EXERCISE DIRECTIONS:
Search the lines of the records for the word "below", and copy every line that has it.

----- THE DATA

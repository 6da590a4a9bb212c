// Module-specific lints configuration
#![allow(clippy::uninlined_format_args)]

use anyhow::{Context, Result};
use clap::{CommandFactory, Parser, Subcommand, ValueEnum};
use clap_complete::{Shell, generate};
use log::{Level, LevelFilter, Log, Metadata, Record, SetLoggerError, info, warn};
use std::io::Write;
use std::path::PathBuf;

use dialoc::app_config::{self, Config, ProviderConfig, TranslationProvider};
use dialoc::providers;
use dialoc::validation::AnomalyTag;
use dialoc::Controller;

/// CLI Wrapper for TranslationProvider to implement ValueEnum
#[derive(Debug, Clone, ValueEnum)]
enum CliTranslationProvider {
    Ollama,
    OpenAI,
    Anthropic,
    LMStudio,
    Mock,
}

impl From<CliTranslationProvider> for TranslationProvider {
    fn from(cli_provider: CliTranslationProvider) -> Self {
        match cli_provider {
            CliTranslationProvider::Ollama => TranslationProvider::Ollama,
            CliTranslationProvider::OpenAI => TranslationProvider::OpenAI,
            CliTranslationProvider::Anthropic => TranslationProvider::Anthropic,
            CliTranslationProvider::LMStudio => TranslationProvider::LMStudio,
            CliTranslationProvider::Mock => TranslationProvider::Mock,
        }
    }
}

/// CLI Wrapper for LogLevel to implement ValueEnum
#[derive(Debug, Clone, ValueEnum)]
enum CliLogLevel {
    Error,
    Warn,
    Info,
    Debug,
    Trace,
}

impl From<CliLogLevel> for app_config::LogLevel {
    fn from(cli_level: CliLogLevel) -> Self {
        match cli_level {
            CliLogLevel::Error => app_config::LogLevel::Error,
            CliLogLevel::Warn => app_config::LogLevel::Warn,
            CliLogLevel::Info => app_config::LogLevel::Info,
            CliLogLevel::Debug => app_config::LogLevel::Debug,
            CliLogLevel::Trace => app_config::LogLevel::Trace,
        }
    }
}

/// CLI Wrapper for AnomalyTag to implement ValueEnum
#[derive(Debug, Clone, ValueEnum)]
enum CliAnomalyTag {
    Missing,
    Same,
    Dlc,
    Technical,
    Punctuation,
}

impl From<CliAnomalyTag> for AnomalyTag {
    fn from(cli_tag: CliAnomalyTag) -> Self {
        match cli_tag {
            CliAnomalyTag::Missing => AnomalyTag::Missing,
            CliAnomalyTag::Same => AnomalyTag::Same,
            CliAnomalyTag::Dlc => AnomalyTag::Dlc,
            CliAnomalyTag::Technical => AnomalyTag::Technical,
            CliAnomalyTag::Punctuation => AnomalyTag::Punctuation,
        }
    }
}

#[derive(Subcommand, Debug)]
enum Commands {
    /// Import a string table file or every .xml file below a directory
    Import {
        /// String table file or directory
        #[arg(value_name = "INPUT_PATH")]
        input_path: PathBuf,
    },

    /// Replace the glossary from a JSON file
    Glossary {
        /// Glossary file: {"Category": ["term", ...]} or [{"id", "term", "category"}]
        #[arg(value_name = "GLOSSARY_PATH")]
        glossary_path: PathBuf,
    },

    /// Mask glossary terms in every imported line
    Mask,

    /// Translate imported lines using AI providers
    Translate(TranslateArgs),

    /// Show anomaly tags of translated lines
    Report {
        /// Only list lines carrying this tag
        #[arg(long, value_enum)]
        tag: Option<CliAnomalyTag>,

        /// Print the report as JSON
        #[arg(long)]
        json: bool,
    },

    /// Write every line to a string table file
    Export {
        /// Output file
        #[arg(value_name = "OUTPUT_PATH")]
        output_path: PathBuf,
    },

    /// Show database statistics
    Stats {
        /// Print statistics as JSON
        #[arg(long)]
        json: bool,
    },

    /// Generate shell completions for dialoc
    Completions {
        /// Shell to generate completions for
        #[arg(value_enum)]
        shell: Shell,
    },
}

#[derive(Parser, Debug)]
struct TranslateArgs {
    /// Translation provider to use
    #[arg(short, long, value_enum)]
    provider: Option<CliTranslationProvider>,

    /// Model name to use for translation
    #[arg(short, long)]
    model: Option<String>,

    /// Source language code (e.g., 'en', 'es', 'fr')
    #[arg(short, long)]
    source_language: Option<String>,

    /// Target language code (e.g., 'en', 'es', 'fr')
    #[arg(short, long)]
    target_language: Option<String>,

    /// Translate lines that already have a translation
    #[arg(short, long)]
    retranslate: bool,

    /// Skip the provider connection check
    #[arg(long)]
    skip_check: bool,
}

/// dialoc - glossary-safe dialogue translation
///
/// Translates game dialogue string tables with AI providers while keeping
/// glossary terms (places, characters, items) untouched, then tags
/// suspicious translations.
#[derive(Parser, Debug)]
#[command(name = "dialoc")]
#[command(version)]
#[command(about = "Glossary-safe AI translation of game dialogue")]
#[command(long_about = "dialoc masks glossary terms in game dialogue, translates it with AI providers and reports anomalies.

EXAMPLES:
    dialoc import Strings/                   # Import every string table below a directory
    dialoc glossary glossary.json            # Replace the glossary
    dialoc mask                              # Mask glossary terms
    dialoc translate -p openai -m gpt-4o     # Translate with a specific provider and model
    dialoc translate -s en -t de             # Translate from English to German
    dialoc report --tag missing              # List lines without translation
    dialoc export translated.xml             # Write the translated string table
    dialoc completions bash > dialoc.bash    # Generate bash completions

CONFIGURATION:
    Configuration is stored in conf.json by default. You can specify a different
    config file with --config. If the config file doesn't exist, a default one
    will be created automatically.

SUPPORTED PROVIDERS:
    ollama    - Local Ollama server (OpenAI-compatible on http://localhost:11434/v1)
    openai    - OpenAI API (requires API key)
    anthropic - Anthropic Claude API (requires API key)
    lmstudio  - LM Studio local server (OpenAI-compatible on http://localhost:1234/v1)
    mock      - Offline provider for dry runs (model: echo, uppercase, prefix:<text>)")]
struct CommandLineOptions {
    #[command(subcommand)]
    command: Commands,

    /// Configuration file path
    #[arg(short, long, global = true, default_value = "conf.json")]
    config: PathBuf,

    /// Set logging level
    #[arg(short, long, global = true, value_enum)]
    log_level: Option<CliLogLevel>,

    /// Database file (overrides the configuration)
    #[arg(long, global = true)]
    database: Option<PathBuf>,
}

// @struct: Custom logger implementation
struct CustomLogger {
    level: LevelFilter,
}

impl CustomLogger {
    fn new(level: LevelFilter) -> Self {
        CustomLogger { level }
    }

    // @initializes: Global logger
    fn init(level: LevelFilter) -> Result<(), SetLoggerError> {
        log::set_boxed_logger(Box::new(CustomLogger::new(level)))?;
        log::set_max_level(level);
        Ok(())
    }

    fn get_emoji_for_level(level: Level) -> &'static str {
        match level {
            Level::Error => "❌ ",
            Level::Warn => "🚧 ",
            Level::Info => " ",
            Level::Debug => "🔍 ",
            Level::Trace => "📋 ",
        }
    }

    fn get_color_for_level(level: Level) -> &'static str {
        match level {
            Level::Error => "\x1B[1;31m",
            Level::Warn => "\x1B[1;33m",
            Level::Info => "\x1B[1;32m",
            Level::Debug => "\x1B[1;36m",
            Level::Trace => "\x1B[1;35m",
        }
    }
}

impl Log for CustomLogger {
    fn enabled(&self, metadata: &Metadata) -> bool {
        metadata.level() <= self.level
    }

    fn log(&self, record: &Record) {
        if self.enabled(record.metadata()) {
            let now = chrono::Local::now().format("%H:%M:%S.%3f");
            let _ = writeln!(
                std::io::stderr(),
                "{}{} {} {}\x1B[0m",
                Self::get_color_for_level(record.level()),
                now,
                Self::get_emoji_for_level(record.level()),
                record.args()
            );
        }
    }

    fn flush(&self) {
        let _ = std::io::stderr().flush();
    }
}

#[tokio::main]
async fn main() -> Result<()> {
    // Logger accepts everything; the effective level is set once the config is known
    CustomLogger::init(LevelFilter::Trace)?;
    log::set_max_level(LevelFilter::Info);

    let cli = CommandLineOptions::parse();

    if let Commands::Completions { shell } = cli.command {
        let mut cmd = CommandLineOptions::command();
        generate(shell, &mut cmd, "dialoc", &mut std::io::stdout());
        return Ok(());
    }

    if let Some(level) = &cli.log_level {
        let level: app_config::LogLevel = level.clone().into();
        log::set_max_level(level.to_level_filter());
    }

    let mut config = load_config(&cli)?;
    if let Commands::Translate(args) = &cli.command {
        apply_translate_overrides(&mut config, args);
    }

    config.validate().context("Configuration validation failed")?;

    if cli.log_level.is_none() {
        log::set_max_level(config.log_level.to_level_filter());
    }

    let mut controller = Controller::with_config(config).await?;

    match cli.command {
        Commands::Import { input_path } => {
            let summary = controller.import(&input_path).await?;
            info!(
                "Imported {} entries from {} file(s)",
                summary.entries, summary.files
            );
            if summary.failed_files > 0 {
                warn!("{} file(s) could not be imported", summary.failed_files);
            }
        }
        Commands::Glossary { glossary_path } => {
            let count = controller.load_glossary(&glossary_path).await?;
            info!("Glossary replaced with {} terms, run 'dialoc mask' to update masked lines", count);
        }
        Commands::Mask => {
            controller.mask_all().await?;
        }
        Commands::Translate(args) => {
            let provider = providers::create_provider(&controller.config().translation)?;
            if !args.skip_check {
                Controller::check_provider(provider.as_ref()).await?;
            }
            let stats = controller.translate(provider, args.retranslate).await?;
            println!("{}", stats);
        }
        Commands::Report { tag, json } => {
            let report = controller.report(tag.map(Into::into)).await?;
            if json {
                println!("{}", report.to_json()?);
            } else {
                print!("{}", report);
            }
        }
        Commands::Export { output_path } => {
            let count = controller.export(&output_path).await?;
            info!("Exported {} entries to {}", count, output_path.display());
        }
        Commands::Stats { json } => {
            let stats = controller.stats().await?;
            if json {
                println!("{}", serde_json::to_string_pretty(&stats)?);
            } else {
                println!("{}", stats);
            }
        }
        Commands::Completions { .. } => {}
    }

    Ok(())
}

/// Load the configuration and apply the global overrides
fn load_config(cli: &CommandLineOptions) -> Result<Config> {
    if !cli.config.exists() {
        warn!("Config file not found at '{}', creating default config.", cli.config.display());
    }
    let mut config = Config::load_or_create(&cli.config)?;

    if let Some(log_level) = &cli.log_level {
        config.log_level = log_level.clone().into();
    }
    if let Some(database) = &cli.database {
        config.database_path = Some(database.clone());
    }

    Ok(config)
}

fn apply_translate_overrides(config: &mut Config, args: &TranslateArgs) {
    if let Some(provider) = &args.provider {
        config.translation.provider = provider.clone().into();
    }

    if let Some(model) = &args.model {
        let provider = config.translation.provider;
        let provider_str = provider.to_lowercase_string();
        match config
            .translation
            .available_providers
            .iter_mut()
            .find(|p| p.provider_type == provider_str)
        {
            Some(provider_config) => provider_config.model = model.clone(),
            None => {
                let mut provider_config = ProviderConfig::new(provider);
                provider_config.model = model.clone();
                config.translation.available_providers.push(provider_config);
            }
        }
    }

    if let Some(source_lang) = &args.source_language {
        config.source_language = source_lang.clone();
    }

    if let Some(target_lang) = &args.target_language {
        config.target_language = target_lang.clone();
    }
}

----------

EXERCISE SOLUTION:
    /// Import a string table file or every .xml file below a directory
    dialoc import Strings/                   # Import every string table below a directory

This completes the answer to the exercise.